Segment Start: GIVEN ENTRIES

//! `window.localStorage` implementation of [`KeyValueStore`].
//!
//! Only meaningful when compiled to `wasm32` and run inside a browser. The
//! handle is resolved once in [`BrowserStore::local`] and passed into the
//! accessor explicitly rather than looked up on every call.

use wasm_bindgen::JsValue;
use web_sys::Storage;

use crate::error::StorageError;
use crate::traits::KeyValueStore;

/// Browser `localStorage` adapter.
pub struct BrowserStore {
    storage: Storage,
}

impl BrowserStore {
    /// Resolves `window.localStorage`.
    ///
    /// Fails with [`StorageError::Unavailable`] when there is no window (e.g.
    /// inside a worker) or the browser has storage disabled.
    pub fn local() -> Result<Self, StorageError> {
        let window = web_sys::window().ok_or_else(|| StorageError::Unavailable {
            reason: "no global window".to_string(),
        })?;
        match window.local_storage() {
            Ok(Some(storage)) => Ok(BrowserStore { storage }),
            Ok(None) => Err(StorageError::Unavailable {
                reason: "localStorage is disabled".to_string(),
            }),
            Err(e) => Err(StorageError::Unavailable {
                reason: js_reason(&e),
            }),
        }
    }

    /// Wraps an already-resolved `Storage` (e.g. `sessionStorage`).
    pub fn from_storage(storage: Storage) -> Self {
        BrowserStore { storage }
    }
}

impl KeyValueStore for BrowserStore {
    fn set(&mut self, key: &str, text: &str) -> Result<(), StorageError> {
        self.storage
            .set_item(key, text)
            .map_err(|e| StorageError::Host {
                reason: js_reason(&e),
            })
    }

    fn get(&self, key: &str) -> Result<Option<String>, StorageError> {
        self.storage.get_item(key).map_err(|e| StorageError::Host {
            reason: js_reason(&e),
        })
    }
}

fn js_reason(value: &JsValue) -> String {
    value.as_string().unwrap_or_else(|| format!("{:?}", value))
}

// Run with `wasm-pack test --headless --firefox -- --features web`.
#[cfg(all(test, target_arch = "wasm32"))]
mod tests {
    use wasm_bindgen_test::*;

    use super::*;

    wasm_bindgen_test_configure!(run_in_browser);

    fn fresh_store() -> BrowserStore {
        let store = BrowserStore::local().unwrap();
        store.storage.clear().unwrap();
        store
    }

    #[wasm_bindgen_test]
    fn local_storage_resolves() {
        assert!(BrowserStore::local().is_ok());
    }

    #[wasm_bindgen_test]
    fn get_unset_key_returns_none() {
        let store = fresh_store();
        assert_eq!(store.get("missing").unwrap(), None);
    }

    #[wasm_bindgen_test]
    fn set_then_get_overwrites() {
        let mut store = fresh_store();
        store.set("user", "{\"name\":\"Ann\"}").unwrap();
        store.set("user", "{\"name\":\"Bo\"}").unwrap();
        assert_eq!(
            store.get("user").unwrap().as_deref(),
            Some("{\"name\":\"Bo\"}")
        );
    }

    #[wasm_bindgen_test]
    fn empty_text_is_stored() {
        let mut store = fresh_store();
        store.set("blank", "").unwrap();
        assert_eq!(store.get("blank").unwrap().as_deref(), Some(""));
    }
}
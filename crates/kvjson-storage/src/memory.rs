//! In-memory implementation of [`KeyValueStore`].
//!
//! [`InMemoryStore`] is a first-class backend for tests, ephemeral sessions,
//! and anywhere persistence isn't needed. It keeps all items in a HashMap
//! with the same overwrite semantics as the SQLite backend.

use std::collections::HashMap;

use crate::error::StorageError;
use crate::traits::KeyValueStore;

/// In-memory implementation of [`KeyValueStore`].
#[derive(Debug, Clone, Default)]
pub struct InMemoryStore {
    items: HashMap<String, String>,
}

impl InMemoryStore {
    /// Creates a new empty in-memory store.
    pub fn new() -> Self {
        InMemoryStore {
            items: HashMap::new(),
        }
    }

    /// Number of stored items.
    pub fn len(&self) -> usize {
        self.items.len()
    }

    pub fn is_empty(&self) -> bool {
        self.items.is_empty()
    }
}

impl KeyValueStore for InMemoryStore {
    fn set(&mut self, key: &str, text: &str) -> Result<(), StorageError> {
        self.items.insert(key.to_string(), text.to_string());
        Ok(())
    }

    fn get(&self, key: &str) -> Result<Option<String>, StorageError> {
        Ok(self.items.get(key).cloned())
    }
}

#[cfg(test)]
mod tests {
    use super::*;

    #[test]
    fn get_unset_key_returns_none() {
        let store = InMemoryStore::new();
        assert_eq!(store.get("nope").unwrap(), None);
        assert!(store.is_empty());
    }

    #[test]
    fn set_then_get() {
        let mut store = InMemoryStore::new();
        store.set("greeting", "\"hello\"").unwrap();
        assert_eq!(store.get("greeting").unwrap().as_deref(), Some("\"hello\""));
        assert_eq!(store.len(), 1);
    }

    #[test]
    fn set_overwrites_prior_value() {
        let mut store = InMemoryStore::new();
        store.set("k", "1").unwrap();
        store.set("k", "2").unwrap();
        assert_eq!(store.get("k").unwrap().as_deref(), Some("2"));
        assert_eq!(store.len(), 1);
    }

    #[test]
    fn empty_text_is_stored_not_dropped() {
        let mut store = InMemoryStore::new();
        store.set("blank", "").unwrap();
        assert_eq!(store.get("blank").unwrap().as_deref(), Some(""));
    }

    #[test]
    fn boxed_store_delegates() {
        let mut store: Box<dyn KeyValueStore> = Box::new(InMemoryStore::new());
        store.set("k", "v").unwrap();
        assert_eq!(store.get("k").unwrap().as_deref(), Some("v"));
    }
}
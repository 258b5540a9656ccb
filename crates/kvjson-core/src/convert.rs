//! Infallible JSON text conversions.
//!
//! These wrap `serde_json` and substitute a default instead of returning an
//! error: [`serialize`] yields `""` and [`deserialize`] yields
//! [`Value::Null`]. The empty string is not valid JSON, so a value that failed
//! to encode reads back as `null`.
//!
//! All reads go through [`decode`], which parses floats exactly and has no
//! nesting limit, so anything [`serialize`] writes decodes to an equal value.

use serde::de::DeserializeOwned;
use serde::{Deserialize, Serialize};
use serde_json::Value;

/// Encodes `value` as JSON text, or returns an empty string if it cannot be
/// represented (e.g. a map with non-string keys, or a `Serialize` impl that
/// errors).
pub fn serialize<T: Serialize + ?Sized>(value: &T) -> String {
    match serde_json::to_string(value) {
        Ok(text) => text,
        Err(e) => {
            tracing::warn!(error = %e, "value is not JSON-representable, storing empty text");
            String::new()
        }
    }
}

/// Parses `text` as a single JSON document into `T`.
///
/// Deeply nested input grows the stack on the heap instead of hitting
/// serde_json's depth limit. Trailing non-whitespace is an error.
pub fn decode<T: DeserializeOwned>(text: &str) -> Result<T, serde_json::Error> {
    let mut de = serde_json::Deserializer::from_str(text);
    de.disable_recursion_limit();
    let value = T::deserialize(serde_stacker::Deserializer::new(&mut de))?;
    de.end()?;
    Ok(value)
}

/// Decodes stored text into a JSON value.
///
/// `None` (the key was unset) and malformed text both yield [`Value::Null`].
pub fn deserialize(text: Option<&str>) -> Value {
    let Some(text) = text else {
        return Value::Null;
    };
    match decode(text) {
        Ok(value) => value,
        Err(e) => {
            tracing::warn!(error = %e, len = text.len(), "stored text is not valid JSON");
            Value::Null
        }
    }
}

/// Typed variant of [`deserialize`].
///
/// Returns `None` for absent text, malformed JSON, or JSON whose shape does
/// not match `T`.
pub fn deserialize_as<T: DeserializeOwned>(text: Option<&str>) -> Option<T> {
    let text = text?;
    match decode(text) {
        Ok(value) => Some(value),
        Err(e) => {
            tracing::warn!(
                error = %e,
                target_type = std::any::type_name::<T>(),
                "stored text does not decode to the requested type"
            );
            None
        }
    }
}
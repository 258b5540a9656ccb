//! Storage error types for kvjson-storage.
//!
//! [`StorageError`] covers the failure modes a backend can report. Callers
//! in `kvjson-core` absorb all of them; backends never do.

use thiserror::Error;

/// Errors produced by storage backends.
#[derive(Debug, Error)]
pub enum StorageError {
    /// A SQLite operation failed.
    #[error("database error: {0}")]
    Database(#[from] rusqlite::Error),

    /// Applying schema migrations failed.
    #[error("migration error: {0}")]
    Migration(String),

    /// The host store could not be reached at all.
    #[error("storage unavailable: {reason}")]
    Unavailable { reason: String },

    /// The host store rejected an operation (e.g. quota exceeded).
    #[error("host storage error: {reason}")]
    Host { reason: String },
}
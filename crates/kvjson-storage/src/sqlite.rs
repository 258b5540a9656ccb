//! SQLite implementation of [`KeyValueStore`].
//!
//! [`SqliteStore`] persists items in a single `items` table with WAL mode
//! and automatic schema migrations. Each `set` is one upsert statement, so
//! it is atomic without an explicit transaction.

use rusqlite::{params, Connection, OptionalExtension};

use crate::error::StorageError;
use crate::traits::KeyValueStore;

/// SQLite-backed implementation of [`KeyValueStore`].
pub struct SqliteStore {
    conn: Connection,
}

impl SqliteStore {
    /// Opens (or creates) a SQLite database at `path`.
    pub fn new(path: &str) -> Result<Self, StorageError> {
        let conn = crate::schema::open_database(path)?;
        tracing::debug!(path, "opened sqlite item store");
        Ok(SqliteStore { conn })
    }

    /// Opens an in-memory SQLite database (for testing).
    pub fn in_memory() -> Result<Self, StorageError> {
        let conn = crate::schema::open_in_memory()?;
        Ok(SqliteStore { conn })
    }
}

impl KeyValueStore for SqliteStore {
    fn set(&mut self, key: &str, text: &str) -> Result<(), StorageError> {
        self.conn.execute(
            "INSERT INTO items (key, value, updated_at)
             VALUES (?1, ?2, strftime('%Y-%m-%dT%H:%M:%fZ', 'now'))
             ON CONFLICT(key) DO UPDATE SET
                 value = excluded.value,
                 updated_at = excluded.updated_at",
            params![key, text],
        )?;
        Ok(())
    }

    fn get(&self, key: &str) -> Result<Option<String>, StorageError> {
        let value = self
            .conn
            .query_row(
                "SELECT value FROM items WHERE key = ?1",
                params![key],
                |row| row.get::<_, String>(0),
            )
            .optional()?;
        Ok(value)
    }
}
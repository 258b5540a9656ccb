//! The [`JsonStorage`] accessor.
//!
//! Composes the conversions in [`crate::convert`] with an injected
//! [`KeyValueStore`]. Every operation returns a value, never an error:
//! encoding failures store `""`, decoding failures and store failures read
//! as [`Value::Null`], and store write failures are logged and dropped.

use serde::de::DeserializeOwned;
use serde::Serialize;
use serde_json::Value;

use kvjson_storage::KeyValueStore;

use crate::convert::{decode, deserialize, deserialize_as, serialize};

/// JSON get/set over a text-only store.
#[derive(Debug)]
pub struct JsonStorage<S> {
    store: S,
}

/// Outcome of [`JsonStorage::inspect_item`].
///
/// `get_item` collapses all of these except `Found` into `null`; this keeps
/// them apart for callers that need to know which one happened.
#[derive(Debug, Clone, PartialEq)]
pub enum Lookup {
    /// The key is unset.
    Missing,
    /// The stored text decoded to this value (which may itself be `null`).
    Found(Value),
    /// The stored text is not valid JSON.
    Corrupted { raw: String },
    /// The store could not be read.
    Unreadable { reason: String },
}

impl<S: KeyValueStore> JsonStorage<S> {
    /// Wraps `store`.
    pub fn new(store: S) -> Self {
        JsonStorage { store }
    }

    /// Encodes `value` as JSON and writes it under `key`.
    ///
    /// Values that cannot be encoded are stored as an empty string. If the
    /// store itself rejects the write, the failure is logged and the call
    /// still returns normally.
    pub fn set_item<T: Serialize + ?Sized>(&mut self, key: &str, value: &T) {
        let text = serialize(value);
        if let Err(e) = self.store.set(key, &text) {
            tracing::warn!(key, error = %e, "store rejected write");
        }
    }

    /// Reads and decodes the value under `key`.
    ///
    /// Returns [`Value::Null`] if the key is unset, the stored text is not
    /// valid JSON, or the store cannot be read. A value that was stored as
    /// `null` also reads as `null`.
    pub fn get_item(&self, key: &str) -> Value {
        deserialize(self.read_raw(key).as_deref())
    }

    /// Reads and decodes the value under `key` into `T`.
    ///
    /// `None` plays the role `null` plays for [`get_item`](Self::get_item),
    /// and additionally covers JSON that does not match `T`.
    pub fn get_item_as<T: DeserializeOwned>(&self, key: &str) -> Option<T> {
        deserialize_as(self.read_raw(key).as_deref())
    }

    /// Reads the value under `key`, reporting why nothing usable was found.
    pub fn inspect_item(&self, key: &str) -> Lookup {
        match self.store.get(key) {
            Ok(None) => Lookup::Missing,
            Ok(Some(raw)) => match decode(&raw) {
                Ok(value) => Lookup::Found(value),
                Err(_) => Lookup::Corrupted { raw },
            },
            Err(e) => Lookup::Unreadable {
                reason: e.to_string(),
            },
        }
    }

    pub fn store(&self) -> &S {
        &self.store
    }

    /// Direct access to the backing store, bypassing JSON encoding.
    pub fn store_mut(&mut self) -> &mut S {
        &mut self.store
    }

    pub fn into_inner(self) -> S {
        self.store
    }

    fn read_raw(&self, key: &str) -> Option<String> {
        match self.store.get(key) {
            Ok(Some(text)) => Some(text),
            Ok(None) => {
                tracing::debug!(key, "no stored value");
                None
            }
            Err(e) => {
                tracing::warn!(key, error = %e, "store read failed");
                None
            }
        }
    }
}
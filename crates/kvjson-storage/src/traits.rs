//! The [`KeyValueStore`] trait defining the storage contract.
//!
//! All backends (InMemoryStore, SqliteStore, BrowserStore) implement this
//! trait, so the JSON accessor can be pointed at any of them without
//! changing its logic.

use crate::error::StorageError;

/// A string-to-string store.
///
/// The trait is synchronous (not async): every call is expected to complete
/// immediately, as the host stores it models do. Key semantics (case,
/// allowed characters, emptiness) belong to the backend.
pub trait KeyValueStore {
    /// Persists `text` under `key`, overwriting any prior value.
    fn set(&mut self, key: &str, text: &str) -> Result<(), StorageError>;

    /// Returns the text stored under `key`, or `None` if the key is unset.
    fn get(&self, key: &str) -> Result<Option<String>, StorageError>;
}

impl<S: KeyValueStore + ?Sized> KeyValueStore for Box<S> {
    fn set(&mut self, key: &str, text: &str) -> Result<(), StorageError> {
        (**self).set(key, text)
    }

    fn get(&self, key: &str) -> Result<Option<String>, StorageError> {
        (**self).get(key)
    }
}
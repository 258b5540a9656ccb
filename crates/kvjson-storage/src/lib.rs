//! Text-only key-value storage for kvjson.
//!
//! Provides the [`KeyValueStore`] trait defining the contract every backend
//! implements, plus [`InMemoryStore`] and [`SqliteStore`] as first-class
//! backends. With the `web` feature, [`BrowserStore`] adapts the host
//! browser's `localStorage`.
//!
//! Stores only ever see strings. Turning structured values into text and
//! back is the job of `kvjson-core`.
//!
//! # Modules
//!
//! - [`error`]: StorageError enum with all backend failure modes
//! - [`traits`]: KeyValueStore trait definition
//! - [`memory`]: InMemoryStore implementation
//! - [`schema`]: SQL migrations and connection setup
//! - [`sqlite`]: SqliteStore implementation
//! - `browser`: BrowserStore implementation (feature `web`)

#[cfg(feature = "web")]
pub mod browser;
pub mod error;
pub mod memory;
pub mod schema;
pub mod sqlite;
pub mod traits;

// Re-export key types for ergonomic use.
#[cfg(feature = "web")]
pub use browser::BrowserStore;
pub use error::StorageError;
pub use memory::InMemoryStore;
pub use sqlite::SqliteStore;
pub use traits::KeyValueStore;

Segment End: GIVEN ENTRIES

** ACTIVITY **
Which of the lines in the data contain the string "when"? Return each one.

** EXERCISE OUTPUT **
//! Only meaningful when compiled to `wasm32` and run inside a browser. The
    /// Fails with [`StorageError::Unavailable`] when there is no window (e.g.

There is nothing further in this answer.